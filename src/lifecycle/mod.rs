//! Watchdog over the application bound to the recognition area.
//!
//! When the area is bound to a window owned by a process matching the
//! configured markers, a `SessionContext` tracks it. A process that exits,
//! or a run of clicks on the same item that never changes anything, starts a
//! recovery on its own thread: terminate, relaunch, wait for the new window,
//! rebind the area and rebuild the template cache. Monitoring is paused only
//! while that thread runs.

mod process;

pub use process::{ProcessControl, ProcessInfo, SysinfoProcessControl};

use crate::action::WindowHandle;
use crate::bank::{CacheHandle, RebuildRequest};
use crate::config::{ItemPath, LifecycleSettings};
use crate::engine::{RecognitionArea, Shared};
use crate::image::Rect;
use crate::trace::{trace_event, trace_warn};
use crate::util::math::secs;
use crate::worker::WorkerPool;
use std::path::PathBuf;
use std::sync::{Arc, Mutex, PoisonError};
use std::thread::JoinHandle;
use std::time::{Duration, Instant};
use thiserror::Error;

const WINDOW_POLL: Duration = Duration::from_millis(250);

/// Finds windows and their owners. Platform specific, supplied by the host.
pub trait WindowLocator: Send + Sync {
    fn owner_pid(&self, window: WindowHandle) -> Option<u32>;

    /// Main window of `pid` and its screen rectangle.
    fn find_by_pid(&self, pid: u32) -> Option<(WindowHandle, Rect)>;
}

/// Recovery failures.
#[derive(Clone, Debug, Error, PartialEq, Eq)]
pub enum LifecycleError {
    #[error("no relaunch command and no known executable")]
    NoRelaunchTarget,
    #[error("relaunch failed: {0}")]
    Launch(String),
    #[error("no window for pid {pid} before the timeout")]
    WindowNotFound { pid: u32 },
    #[error("recovery thread panicked")]
    Panicked,
}

/// The tracked application.
#[derive(Clone, Debug, PartialEq, Eq)]
pub struct SessionContext {
    pub pid: u32,
    pub name: String,
    pub exe: Option<PathBuf>,
    pub window: WindowHandle,
    pub consecutive_clicks: u32,
    pub last_path: Option<ItemPath>,
}

/// Engine handles a recovery needs.
#[derive(Clone)]
pub struct RecoveryHooks {
    pub shared: Arc<Shared>,
    pub cache: Arc<CacheHandle>,
    pub pool: Arc<WorkerPool>,
    /// Rebuild template; the window scale is replaced after rebinding.
    pub rebuild: RebuildRequest,
}

type SharedProcess = Arc<Mutex<Box<dyn ProcessControl>>>;

pub struct LifecycleManager {
    settings: LifecycleSettings,
    process: SharedProcess,
    locator: Arc<dyn WindowLocator>,
    hooks: RecoveryHooks,
    session: Option<SessionContext>,
    bound: Option<WindowHandle>,
    last_check: Option<Instant>,
    worker: Option<JoinHandle<Result<u32, LifecycleError>>>,
}

impl LifecycleManager {
    pub fn new(
        settings: LifecycleSettings,
        process: Box<dyn ProcessControl>,
        locator: Arc<dyn WindowLocator>,
        hooks: RecoveryHooks,
    ) -> Self {
        Self {
            settings,
            process: Arc::new(Mutex::new(process)),
            locator,
            hooks,
            session: None,
            bound: None,
            last_check: None,
            worker: None,
        }
    }

    pub fn session(&self) -> Option<&SessionContext> {
        self.session.as_ref()
    }

    pub fn is_recovering(&self) -> bool {
        self.worker.as_ref().is_some_and(|w| !w.is_finished())
    }

    /// Tracks the area's window; a different window drops the session.
    pub fn bind(&mut self, window: Option<WindowHandle>) {
        if window == self.bound {
            return;
        }
        self.bound = window;
        self.session = None;
        let Some(handle) = window else {
            return;
        };
        let Some(pid) = self.locator.owner_pid(handle) else {
            return;
        };
        let info = self
            .process
            .lock()
            .unwrap_or_else(PoisonError::into_inner)
            .find(pid);
        match info {
            Some(info) if info.matches_any(&self.settings.process_markers) => {
                trace_event!("session_bound", pid = info.pid, name = info.name.as_str());
                self.session = Some(SessionContext {
                    pid: info.pid,
                    name: info.name,
                    exe: info.exe,
                    window: handle,
                    consecutive_clicks: 0,
                    last_path: None,
                });
            }
            _ => {}
        }
    }

    /// Counts clicks toward the unresponsive limit.
    pub fn record_click(&mut self, path: &ItemPath, transitioned: bool) {
        let Some(session) = self.session.as_mut() else {
            return;
        };
        if transitioned || session.last_path.as_ref() != Some(path) {
            session.consecutive_clicks = 1;
            session.last_path = Some(path.clone());
        } else {
            session.consecutive_clicks += 1;
        }
    }

    /// Notes a state transition without a click.
    pub fn record_transition(&mut self) {
        if let Some(session) = self.session.as_mut() {
            session.consecutive_clicks = 0;
            session.last_path = None;
        }
    }

    /// Liveness and responsiveness checks. Returns true when a recovery started.
    pub fn poll(&mut self, now: Instant) -> bool {
        if self.worker.as_ref().is_some_and(|w| w.is_finished()) {
            let _ = self.join_recovery();
        }
        if self.worker.is_some() {
            return false;
        }
        let Some(session) = self.session.as_ref() else {
            return false;
        };
        let stall = self.settings.stall_clicks;
        if stall > 0 && session.consecutive_clicks >= stall {
            self.start_recovery("unresponsive");
            return true;
        }
        let interval = secs(self.settings.check_interval_secs);
        if self
            .last_check
            .is_some_and(|last| now.saturating_duration_since(last) < interval)
        {
            return false;
        }
        self.last_check = Some(now);
        let pid = session.pid;
        let alive = self
            .process
            .lock()
            .unwrap_or_else(PoisonError::into_inner)
            .is_alive(pid);
        if !alive {
            self.start_recovery("exited");
            return true;
        }
        false
    }

    /// Waits for a running recovery and returns its outcome.
    pub fn join_recovery(&mut self) -> Option<Result<u32, LifecycleError>> {
        let worker = self.worker.take()?;
        Some(worker.join().unwrap_or(Err(LifecycleError::Panicked)))
    }

    fn start_recovery(&mut self, reason: &str) {
        let Some(session) = self.session.take() else {
            return;
        };
        self.bound = None;
        trace_warn!("recovery_start", pid = session.pid, reason = reason);
        self.hooks.shared.set_paused(true);
        let job = RecoveryJob {
            settings: self.settings.clone(),
            process: Arc::clone(&self.process),
            locator: Arc::clone(&self.locator),
            hooks: self.hooks.clone(),
            session,
        };
        let spawned = std::thread::Builder::new()
            .name("screenwatch-recovery".to_string())
            .spawn(move || job.run());
        match spawned {
            Ok(handle) => self.worker = Some(handle),
            Err(err) => {
                trace_warn!("recovery_spawn_failed", error = err.to_string().as_str());
                self.hooks.shared.set_paused(false);
            }
        }
    }
}

struct RecoveryJob {
    settings: LifecycleSettings,
    process: SharedProcess,
    locator: Arc<dyn WindowLocator>,
    hooks: RecoveryHooks,
    session: SessionContext,
}

struct PauseGuard<'a>(&'a Shared);

impl Drop for PauseGuard<'_> {
    fn drop(&mut self) {
        self.0.set_paused(false);
    }
}

impl RecoveryJob {
    fn run(self) -> Result<u32, LifecycleError> {
        let _pause = PauseGuard(&self.hooks.shared);
        let result = self.recover();
        match &result {
            Ok(pid) => {
                trace_event!("recovery_done", pid = *pid);
            }
            Err(err) => {
                trace_warn!("recovery_failed", error = err.to_string().as_str());
            }
        }
        result
    }

    fn recover(&self) -> Result<u32, LifecycleError> {
        let old = self.session.pid;
        {
            let mut process = self.process.lock().unwrap_or_else(PoisonError::into_inner);
            if process.is_alive(old) && !process.terminate(old) {
                trace_warn!("recovery_terminate_failed", pid = old);
            }
        }
        let program = self
            .settings
            .relaunch_command
            .clone()
            .or_else(|| self.session.exe.clone())
            .ok_or(LifecycleError::NoRelaunchTarget)?;
        let pid = self
            .process
            .lock()
            .unwrap_or_else(PoisonError::into_inner)
            .launch(&program, &self.settings.relaunch_args)
            .map_err(|err| LifecycleError::Launch(err.to_string()))?;
        std::thread::sleep(secs(self.settings.startup_wait_secs));

        let deadline = Instant::now() + secs(self.settings.window_timeout_secs);
        let (window, rect) = loop {
            if let Some(found) = self.locator.find_by_pid(pid) {
                break found;
            }
            if Instant::now() >= deadline {
                return Err(LifecycleError::WindowNotFound { pid });
            }
            std::thread::sleep(WINDOW_POLL);
        };

        let scale = self.hooks.shared.set_area(RecognitionArea {
            rect,
            window: Some(window),
        });
        let mut request = self.hooks.rebuild.clone();
        request.window_scale = scale;
        if self
            .hooks
            .cache
            .request_rebuild(&self.hooks.pool, request)
            .is_none()
        {
            trace_warn!("recovery_rebuild_skipped", reason = "rebuild in progress");
        }
        Ok(pid)
    }
}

• [Assigned task]:
When a line contains the string "Mutex", copy it from the records.

• [Response for this exercise]:
use std::sync::{Arc, Mutex, PoisonError};
type SharedProcess = Arc<Mutex<Box<dyn ProcessControl>>>;
            process: Arc::new(Mutex::new(process)),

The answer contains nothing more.